■ Records shown

//! Game state and core simulation types
//!
//! [`GameState`] owns every system instance. Systems never hold references
//! into each other; the tick in `tick.rs` moves ids and values between them.

use rand::SeedableRng;
use rand_pcg::Pcg32;
use serde::{Deserialize, Serialize};

use super::buff::BuffSystem;
use super::clock::StageClock;
use super::enemy::EnemyRegistry;
use super::events::GameEvent;
use super::loot::LootSystem;
use super::perk::PerkSystem;
use super::projectile::ProjectileRegistry;
use super::spawner::{SpawnModifier, Spawner};
use super::stats::{MatchSnapshot, MatchStats, ResultAggregator, StageSnapshot};
use super::timers::Scheduler;
use super::weapon::WeaponState;
use crate::error::ConfigError;
use crate::tuning::{PhaseSettings, PlayerTuning, Tuning};

/// Match-level flags gating every other system
#[derive(Debug, Clone, Copy, Default, PartialEq, Eq, Serialize, Deserialize)]
pub struct MatchState {
    pub started: bool,
    pub game_over: bool,
    /// Between stages, waiting for a perk choice
    pub stage_clear: bool,
}

impl MatchState {
    /// Gameplay systems (spawning, combat, firing) are live
    pub fn is_running(&self) -> bool {
        self.started && !self.game_over && !self.stage_clear
    }
}

/// Player health and perk-driven stat modifiers
#[derive(Debug, Clone, PartialEq, Serialize, Deserialize)]
pub struct PlayerState {
    pub health: i32,
    pub max_health: i32,
    pub alive: bool,
    pub invulnerable_until_ms: u64,
    pub base_damage: i32,
    /// Extra enemies each projectile may pass through
    pub pierce: u32,
    pub knockback_multiplier: f32,
    pub magnet_multiplier: f32,
    pub bullet_size_multiplier: f32,
    pub heal_on_clear: bool,
    pub pickup_radius: f32,
    base_pickup_radius: f32,
}

impl PlayerState {
    pub fn new(tuning: &PlayerTuning) -> Self {
        Self {
            health: tuning.max_health,
            max_health: tuning.max_health,
            alive: true,
            invulnerable_until_ms: 0,
            base_damage: tuning.base_damage,
            pierce: 0,
            knockback_multiplier: 1.0,
            magnet_multiplier: 1.0,
            bullet_size_multiplier: 1.0,
            heal_on_clear: false,
            pickup_radius: tuning.base_pickup_radius,
            base_pickup_radius: tuning.base_pickup_radius,
        }
    }

    pub fn is_invulnerable(&self, now_ms: u64) -> bool {
        now_ms < self.invulnerable_until_ms
    }

    /// Hits a projectile survives before retiring
    pub fn projectile_pierce(&self) -> u32 {
        1 + self.pierce
    }

    /// Derive pickup radius from the magnet multiplier
    pub fn recompute_pickup_radius(&mut self) -> f32 {
        self.pickup_radius = self.base_pickup_radius * self.magnet_multiplier;
        self.pickup_radius
    }

    /// Restore full health; false if already full
    pub fn heal_full(&mut self) -> bool {
        if self.health >= self.max_health {
            return false;
        }
        self.health = self.max_health;
        true
    }
}

/// Complete simulation state for one run
#[derive(Debug)]
pub struct GameState {
    /// Run seed for reproducibility
    pub seed: u64,
    pub(crate) rng: Pcg32,
    pub(crate) tuning: Tuning,
    pub(crate) match_state: MatchState,
    pub(crate) player: PlayerState,
    pub(crate) clock: StageClock,
    pub(crate) spawner: Spawner,
    pub(crate) enemies: EnemyRegistry,
    pub(crate) projectiles: ProjectileRegistry,
    pub(crate) weapon: WeaponState,
    pub(crate) buffs: BuffSystem,
    pub(crate) perks: PerkSystem,
    pub(crate) loot: LootSystem,
    pub(crate) timers: Scheduler,
    pub(crate) stats: MatchStats,
    pub(crate) results: ResultAggregator,
    /// Events not yet drained by the caller
    pub(crate) events: Vec<GameEvent>,
    /// Prefix of `events` already fed to stats and results
    pub(crate) recorded_events: usize,
    /// Side effect of the Double buff: extra projectiles, no ammo use
    pub(crate) double_shot: bool,
    /// Side effect of the Rapid buff
    pub(crate) fire_rate_factor: f32,
    /// Overlapping kill hit-stops still pending resume
    pub(crate) hit_stop_depth: u32,
    pub(crate) perk_choice_unlocked: bool,
    pub(crate) now_ms: u64,
}

impl GameState {
    /// Create a game with validated tuning. The match starts with `start_match`.
    pub fn new(tuning: Tuning, seed: u64) -> Result<Self, ConfigError> {
        tuning.validate()?;
        let spawner = Spawner::new(tuning.spawner.clone());
        Ok(Self::assemble(tuning, seed, spawner))
    }

    /// Like `new`, with a custom spawn weight hook
    pub fn with_spawn_modifier(
        tuning: Tuning,
        seed: u64,
        modifier: Box<dyn SpawnModifier>,
    ) -> Result<Self, ConfigError> {
        tuning.validate()?;
        let spawner = Spawner::with_modifier(tuning.spawner.clone(), modifier);
        Ok(Self::assemble(tuning, seed, spawner))
    }

    fn assemble(tuning: Tuning, seed: u64, spawner: Spawner) -> Self {
        let mut rng = Pcg32::seed_from_u64(seed);
        let starting = tuning.weapons.starting_weapon;
        Self {
            seed,
            clock: StageClock::new(tuning.clock.clone(), 0, &mut rng),
            rng,
            match_state: MatchState::default(),
            player: PlayerState::new(&tuning.player),
            spawner,
            enemies: EnemyRegistry::new(),
            projectiles: ProjectileRegistry::new(),
            weapon: WeaponState::new(starting, tuning.weapons.def(starting)),
            buffs: BuffSystem::new(tuning.buffs.clone()),
            perks: PerkSystem::new(),
            loot: LootSystem::new(tuning.loot.clone()),
            timers: Scheduler::new(),
            stats: MatchStats::default(),
            results: ResultAggregator::new(0),
            events: Vec::new(),
            recorded_events: 0,
            double_shot: false,
            fire_rate_factor: 1.0,
            hit_stop_depth: 0,
            perk_choice_unlocked: false,
            now_ms: 0,
            tuning,
        }
    }

    pub fn tuning(&self) -> &Tuning {
        &self.tuning
    }

    pub fn match_state(&self) -> MatchState {
        self.match_state
    }

    pub fn player(&self) -> &PlayerState {
        &self.player
    }

    pub fn clock(&self) -> &StageClock {
        &self.clock
    }

    pub fn stage(&self) -> u32 {
        self.clock.stage()
    }

    /// Settings of the phase the current stage belongs to
    pub fn current_phase(&self) -> &PhaseSettings {
        self.tuning.phase_for_stage(self.clock.stage())
    }

    pub fn enemies(&self) -> &EnemyRegistry {
        &self.enemies
    }

    pub fn projectiles(&self) -> &ProjectileRegistry {
        &self.projectiles
    }

    pub fn weapon(&self) -> &WeaponState {
        &self.weapon
    }

    pub fn buffs(&self) -> &BuffSystem {
        &self.buffs
    }

    pub fn perks(&self) -> &PerkSystem {
        &self.perks
    }

    pub fn loot(&self) -> &LootSystem {
        &self.loot
    }

    pub fn stats(&self) -> &MatchStats {
        &self.stats
    }

    pub fn is_hit_stopped(&self) -> bool {
        self.hit_stop_depth > 0
    }

    pub fn pending_timers(&self) -> usize {
        self.timers.len()
    }

    /// Frozen stage result, or live values if the stage has not ended
    pub fn stage_summary(&self, stage: u32) -> StageSnapshot {
        self.results.stage_summary(stage, &self.stats, self.now_ms)
    }

    /// Frozen match result, or live values while the run continues
    pub fn match_summary(&self) -> MatchSnapshot {
        self.results.match_summary(self.clock.stage(), &self.stats, self.now_ms)
    }

    /// Take every event emitted since the last drain
    pub fn drain_events(&mut self) -> Vec<GameEvent> {
        self.recorded_events = 0;
        std::mem::take(&mut self.events)
    }

    pub(crate) fn emit(&mut self, event: GameEvent) {
        self.events.push(event);
    }

    /// Feed newly emitted events to the stats accumulator and result snapshots
    pub(crate) fn record_events(&mut self, now_ms: u64) {
        while self.recorded_events < self.events.len() {
            let event = &self.events[self.recorded_events];
            self.stats.record(event);
            match *event {
                GameEvent::StageEnded { stage, survived } => {
                    self.results.capture_stage(stage, survived, &self.stats, now_ms);
                }
                GameEvent::MatchEnded { stage, .. } => {
                    self.results.capture_match(stage, &self.stats, now_ms);
                }
                _ => {}
            }
            self.recorded_events += 1;
        }
    }
}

■ What you will do
Reply with one number, the count of lines in the preceding listing that hold the string "Debug".

■ Response box
3